//! Channel strip widget
//!
//! Renders a strip with its name, the gains of both sides, the balance
//! position, the volume and its link/selection markers.

use ratatui::{
    buffer::Buffer,
    layout::{Alignment, Constraint, Direction, Layout, Rect},
    style::{Color, Modifier, Style},
    text::{Line, Span},
    widgets::{Block, Borders, Paragraph, Widget},
};

use super::GainBar;
use crate::strip::gain::StereoGain;
use crate::strip::{ChannelStrip, StripKind};

/// A channel strip widget showing gains, balance and volume
pub struct StripView<'a> {
    strip: &'a ChannelStrip,

    /// Gains of the strip's routes as the backend holds them
    gains: StereoGain,

    /// Whether the cursor is on this strip
    focused: bool,

    /// Whether the strip carries the selection mark
    marked: bool,

    /// Name of the strip this one follows
    master: Option<&'a str>,
}

impl<'a> StripView<'a> {
    pub fn new(strip: &'a ChannelStrip, gains: StereoGain) -> Self {
        Self {
            strip,
            gains,
            focused: false,
            marked: false,
            master: None,
        }
    }

    pub fn focused(mut self, focused: bool) -> Self {
        self.focused = focused;
        self
    }

    pub fn marked(mut self, marked: bool) -> Self {
        self.marked = marked;
        self
    }

    pub fn master(mut self, master: Option<&'a str>) -> Self {
        self.master = master;
        self
    }

    /// One-line balance indicator, e.g. `L···│·●··R`
    fn balance_line(balance: f32, width: u16) -> Line<'static> {
        let slots = width.saturating_sub(2).max(1) as usize;
        let pos = (((balance + 1.0) / 2.0) * (slots - 1) as f32).round() as usize;
        let center = (slots - 1) / 2;

        let track: String = (0..slots)
            .map(|i| {
                if i == pos.min(slots - 1) {
                    '●'
                } else if i == center {
                    '│'
                } else {
                    '·'
                }
            })
            .collect();

        Line::from(vec![
            Span::styled("L", Style::default().fg(Color::DarkGray)),
            Span::styled(track, Style::default().fg(Color::Magenta)),
            Span::styled("R", Style::default().fg(Color::DarkGray)),
        ])
    }
}

impl Widget for StripView<'_> {
    fn render(self, area: Rect, buf: &mut Buffer) {
        let border_style = if self.focused {
            Style::default().fg(Color::Cyan).add_modifier(Modifier::BOLD)
        } else {
            Style::default().fg(Color::White)
        };

        let badge = match self.strip.kind() {
            StripKind::MonoToStereo => "M",
            StripKind::StereoToStereo => "S",
        };
        let mark = if self.marked { "*" } else { "" };

        let block = Block::default()
            .borders(Borders::ALL)
            .border_style(border_style)
            .title(format!(" {}{} [{}] ", mark, self.strip.name(), badge));

        let inner = block.inner(area);
        block.render(area, buf);

        if inner.height < 5 || inner.width < 5 {
            return;
        }

        let chunks = Layout::default()
            .direction(Direction::Vertical)
            .constraints([
                Constraint::Min(3),    // Gain bars
                Constraint::Length(1), // Balance
                Constraint::Length(1), // Volume
                Constraint::Length(1), // Link
            ])
            .split(inner);

        // Left and right gain bars
        let bars = chunks[0];
        let bar_width = 2.min(bars.width / 2);
        let gap = 1.min(bars.width.saturating_sub(bar_width * 2));
        let x_offset = (bars.width - (bar_width * 2 + gap)) / 2;
        let gains = self.gains;
        let volume_db = self.strip.volume_db();

        GainBar::new(gains.left, volume_db).render(
            Rect {
                x: bars.x + x_offset,
                y: bars.y,
                width: bar_width,
                height: bars.height,
            },
            buf,
        );
        GainBar::new(gains.right, volume_db).render(
            Rect {
                x: bars.x + x_offset + bar_width + gap,
                y: bars.y,
                width: bar_width,
                height: bars.height,
            },
            buf,
        );

        Paragraph::new(Self::balance_line(self.strip.balance(), inner.width))
            .alignment(Alignment::Center)
            .render(chunks[1], buf);

        Paragraph::new(format!("{:+.1} dB", volume_db))
            .style(Style::default().fg(Color::White))
            .alignment(Alignment::Center)
            .render(chunks[2], buf);

        let link = match self.master {
            Some(master) => Span::styled(
                format!("→ {}", master),
                Style::default().fg(Color::Yellow),
            ),
            None => Span::styled("—", Style::default().fg(Color::DarkGray)),
        };
        Paragraph::new(Line::from(link))
            .alignment(Alignment::Center)
            .render(chunks[3], buf);
    }
}
//! Configuration module for jackstrip
//!
//! Handles loading and saving the YAML configuration that defines the JACK
//! client name, the ports to register, the channel strips laid over them
//! and the persisted route gains.

use anyhow::{Context, Result};
use serde::{Deserialize, Serialize};
use std::collections::HashSet;
use std::fs;
use std::path::Path;

use crate::strip::StripKind;

/// Main configuration structure
#[derive(Debug, Clone, Deserialize, Serialize)]
pub struct Config {
    /// The JACK client name (e.g., "Strips")
    pub client_name: String,

    /// Input port names, registered in this order
    pub inputs: Vec<String>,

    /// Output port names, registered in this order
    pub outputs: Vec<String>,

    /// Channel strips shown in the mixer
    pub strips: Vec<StripConfig>,

    /// Persisted route gains (written back on exit)
    #[serde(default)]
    pub gains: Vec<RouteGain>,

    /// Path to the config file (not serialized)
    #[serde(skip)]
    pub config_path: Option<String>,
}

/// Configuration for a single channel strip
#[derive(Debug, Clone, Deserialize, Serialize)]
pub struct StripConfig {
    /// Display name for the strip
    pub name: String,

    /// Input ports. One for a mono source, two for a stereo source
    pub inputs: Vec<String>,

    /// Output ports (always two: left, right)
    pub outputs: Vec<String>,

    /// Name of a strip whose volume this one follows
    #[serde(default, skip_serializing_if = "Option::is_none")]
    pub follows: Option<String>,
}

impl StripConfig {
    /// The strip kind implied by the port counts
    pub fn kind(&self) -> Option<StripKind> {
        StripKind::can_create(self.inputs.len(), self.outputs.len())
    }
}

/// Linear gain of one route
#[derive(Debug, Clone, PartialEq, Deserialize, Serialize)]
pub struct RouteGain {
    pub input: String,
    pub output: String,
    pub gain: f32,
}

impl Config {
    /// Load configuration from a YAML file
    pub fn load<P: AsRef<Path>>(path: P) -> Result<Self> {
        let path = path.as_ref();
        let contents = fs::read_to_string(path)
            .with_context(|| format!("Failed to read config file: {}", path.display()))?;

        let mut config = Self::parse(&contents)
            .with_context(|| format!("Failed to parse config file: {}", path.display()))?;

        config.config_path = Some(path.to_string_lossy().to_string());
        Ok(config)
    }

    /// Parse and validate configuration from YAML text
    pub fn parse(yaml: &str) -> Result<Self> {
        let config: Config = serde_yaml::from_str(yaml)?;
        config.validate()?;
        Ok(config)
    }

    /// Save configuration to a YAML file
    pub fn save(&self) -> Result<()> {
        if let Some(ref path) = self.config_path {
            let contents = serde_yaml::to_string(self).context("Failed to serialize config")?;
            fs::write(path, contents)
                .with_context(|| format!("Failed to write config file: {}", path))?;
        }
        Ok(())
    }

    /// Replace the persisted gains with a backend snapshot
    pub fn update_gains(&mut self, routes: Vec<(String, String, f32)>) {
        self.gains = routes
            .into_iter()
            .map(|(input, output, gain)| RouteGain {
                input,
                output,
                gain,
            })
            .collect();
    }

    /// Rewrite the `follows` entries from a `(strip, master)` snapshot
    pub fn update_links(&mut self, links: Vec<(String, Option<String>)>) {
        for (name, master) in links {
            if let Some(strip) = self.strips.iter_mut().find(|s| s.name == name) {
                strip.follows = master;
            }
        }
    }

    /// Persisted gains as backend routes
    pub fn routes(&self) -> Vec<(String, String, f32)> {
        self.gains
            .iter()
            .map(|r| (r.input.clone(), r.output.clone(), r.gain))
            .collect()
    }

    /// Validate the configuration
    fn validate(&self) -> Result<()> {
        if self.client_name.is_empty() {
            anyhow::bail!("client_name cannot be empty");
        }

        if self.inputs.is_empty() {
            anyhow::bail!("At least one input port is required");
        }

        if self.outputs.is_empty() {
            anyhow::bail!("At least one output port is required");
        }

        if self.strips.is_empty() {
            anyhow::bail!("At least one strip is required");
        }

        let inputs: HashSet<&str> = self.inputs.iter().map(String::as_str).collect();
        let outputs: HashSet<&str> = self.outputs.iter().map(String::as_str).collect();

        if inputs.len() != self.inputs.len() {
            anyhow::bail!("Input port names must be unique");
        }
        if outputs.len() != self.outputs.len() {
            anyhow::bail!("Output port names must be unique");
        }

        let mut names = HashSet::new();
        for (i, strip) in self.strips.iter().enumerate() {
            if strip.name.is_empty() {
                anyhow::bail!("Strip {} has empty name", i);
            }
            if !names.insert(strip.name.as_str()) {
                anyhow::bail!("Duplicate strip name '{}'", strip.name);
            }
            if strip.kind().is_none() {
                anyhow::bail!(
                    "Strip '{}' has {} inputs and {} outputs, expected 1 or 2 inputs and 2 outputs",
                    strip.name,
                    strip.inputs.len(),
                    strip.outputs.len()
                );
            }
            for port in &strip.inputs {
                if !inputs.contains(port.as_str()) {
                    anyhow::bail!("Strip '{}' uses unknown input port '{}'", strip.name, port);
                }
            }
            for port in &strip.outputs {
                if !outputs.contains(port.as_str()) {
                    anyhow::bail!("Strip '{}' uses unknown output port '{}'", strip.name, port);
                }
            }
        }

        for strip in &self.strips {
            if let Some(ref master) = strip.follows {
                if master == &strip.name {
                    anyhow::bail!("Strip '{}' cannot follow itself", strip.name);
                }
                if !names.contains(master.as_str()) {
                    anyhow::bail!("Strip '{}' follows unknown strip '{}'", strip.name, master);
                }
            }
        }

        Ok(())
    }
}

#[cfg(test)]
mod tests {
    use super::*;

    const YAML: &str = r#"
client_name: "Strips"
inputs: ["mic", "music_l", "music_r"]
outputs: ["main_l", "main_r"]
strips:
  - name: "Mic"
    inputs: ["mic"]
    outputs: ["main_l", "main_r"]
  - name: "Music"
    inputs: ["music_l", "music_r"]
    outputs: ["main_l", "main_r"]
    follows: "Mic"
gains:
  - { input: "mic", output: "main_l", gain: 0.5 }
"#;

    #[test]
    fn test_parse_config() {
        let config = Config::parse(YAML).unwrap();
        assert_eq!(config.client_name, "Strips");
        assert_eq!(config.inputs.len(), 3);
        assert_eq!(config.strips.len(), 2);
        assert_eq!(config.strips[0].kind(), Some(StripKind::MonoToStereo));
        assert_eq!(config.strips[1].kind(), Some(StripKind::StereoToStereo));
        assert_eq!(config.strips[1].follows.as_deref(), Some("Mic"));
        assert_eq!(
            config.routes(),
            vec![("mic".to_string(), "main_l".to_string(), 0.5)]
        );
    }

    #[test]
    fn test_gains_default_empty() {
        let yaml = r#"
client_name: "Strips"
inputs: ["mic"]
outputs: ["l", "r"]
strips:
  - name: "Mic"
    inputs: ["mic"]
    outputs: ["l", "r"]
"#;
        let config = Config::parse(yaml).unwrap();
        assert!(config.gains.is_empty());
    }

    #[test]
    fn test_reject_wrong_port_count() {
        let yaml = r#"
client_name: "Strips"
inputs: ["a", "b", "c"]
outputs: ["l", "r"]
strips:
  - name: "Wide"
    inputs: ["a", "b", "c"]
    outputs: ["l", "r"]
"#;
        assert!(Config::parse(yaml).is_err());
    }

    #[test]
    fn test_reject_unknown_port() {
        let yaml = r#"
client_name: "Strips"
inputs: ["mic"]
outputs: ["l", "r"]
strips:
  - name: "Mic"
    inputs: ["guitar"]
    outputs: ["l", "r"]
"#;
        let err = Config::parse(yaml).unwrap_err();
        assert!(err.to_string().contains("guitar"));
    }

    #[test]
    fn test_reject_bad_follow() {
        let yaml = r#"
client_name: "Strips"
inputs: ["mic"]
outputs: ["l", "r"]
strips:
  - name: "Mic"
    inputs: ["mic"]
    outputs: ["l", "r"]
    follows: "Mic"
"#;
        assert!(Config::parse(yaml).is_err());
    }

    #[test]
    fn test_example_config_is_valid() {
        let config = Config::parse(include_str!("../strips.example.yaml")).unwrap();
        assert_eq!(config.strips.len(), 3);
        assert_eq!(config.gains.len(), 4);
    }

    #[test]
    fn test_update_gains() {
        let mut config = Config::parse(YAML).unwrap();
        config.update_gains(vec![("music_l".into(), "main_l".into(), 0.25)]);
        assert_eq!(
            config.gains,
            vec![RouteGain {
                input: "music_l".into(),
                output: "main_l".into(),
                gain: 0.25,
            }]
        );
    }

    #[test]
    fn test_update_links() {
        let mut config = Config::parse(YAML).unwrap();
        config.update_links(vec![
            ("Mic".into(), Some("Music".into())),
            ("Music".into(), None),
            ("Ghost".into(), Some("Mic".into())),
        ]);
        assert_eq!(config.strips[0].follows.as_deref(), Some("Music"));
        assert_eq!(config.strips[1].follows, None);

        let yaml = serde_yaml::to_string(&config).unwrap();
        assert!(!yaml.contains("Ghost"));
        let reparsed = Config::parse(&yaml).unwrap();
        assert_eq!(reparsed.strips[0].follows.as_deref(), Some("Music"));
        assert_eq!(reparsed.strips[1].follows, None);
    }
}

WHAT THE TASK ASKS: Set down, exactly as they stand above, the lines starting with the line with "pub struct Config" and going on through the line with "if let Some(ref path)", and no others.

ANSWER TO THIS TASK:
pub struct Config {
    /// The JACK client name (e.g., "Strips")
    pub client_name: String,

    /// Input port names, registered in this order
    pub inputs: Vec<String>,

    /// Output port names, registered in this order
    pub outputs: Vec<String>,

    /// Channel strips shown in the mixer
    pub strips: Vec<StripConfig>,

    /// Persisted route gains (written back on exit)
    #[serde(default)]
    pub gains: Vec<RouteGain>,

    /// Path to the config file (not serialized)
    #[serde(skip)]
    pub config_path: Option<String>,
}

/// Configuration for a single channel strip
#[derive(Debug, Clone, Deserialize, Serialize)]
pub struct StripConfig {
    /// Display name for the strip
    pub name: String,

    /// Input ports. One for a mono source, two for a stereo source
    pub inputs: Vec<String>,

    /// Output ports (always two: left, right)
    pub outputs: Vec<String>,

    /// Name of a strip whose volume this one follows
    #[serde(default, skip_serializing_if = "Option::is_none")]
    pub follows: Option<String>,
}

impl StripConfig {
    /// The strip kind implied by the port counts
    pub fn kind(&self) -> Option<StripKind> {
        StripKind::can_create(self.inputs.len(), self.outputs.len())
    }
}

/// Linear gain of one route
#[derive(Debug, Clone, PartialEq, Deserialize, Serialize)]
pub struct RouteGain {
    pub input: String,
    pub output: String,
    pub gain: f32,
}

impl Config {
    /// Load configuration from a YAML file
    pub fn load<P: AsRef<Path>>(path: P) -> Result<Self> {
        let path = path.as_ref();
        let contents = fs::read_to_string(path)
            .with_context(|| format!("Failed to read config file: {}", path.display()))?;

        let mut config = Self::parse(&contents)
            .with_context(|| format!("Failed to parse config file: {}", path.display()))?;

        config.config_path = Some(path.to_string_lossy().to_string());
        Ok(config)
    }

    /// Parse and validate configuration from YAML text
    pub fn parse(yaml: &str) -> Result<Self> {
        let config: Config = serde_yaml::from_str(yaml)?;
        config.validate()?;
        Ok(config)
    }

    /// Save configuration to a YAML file
    pub fn save(&self) -> Result<()> {
        if let Some(ref path) = self.config_path {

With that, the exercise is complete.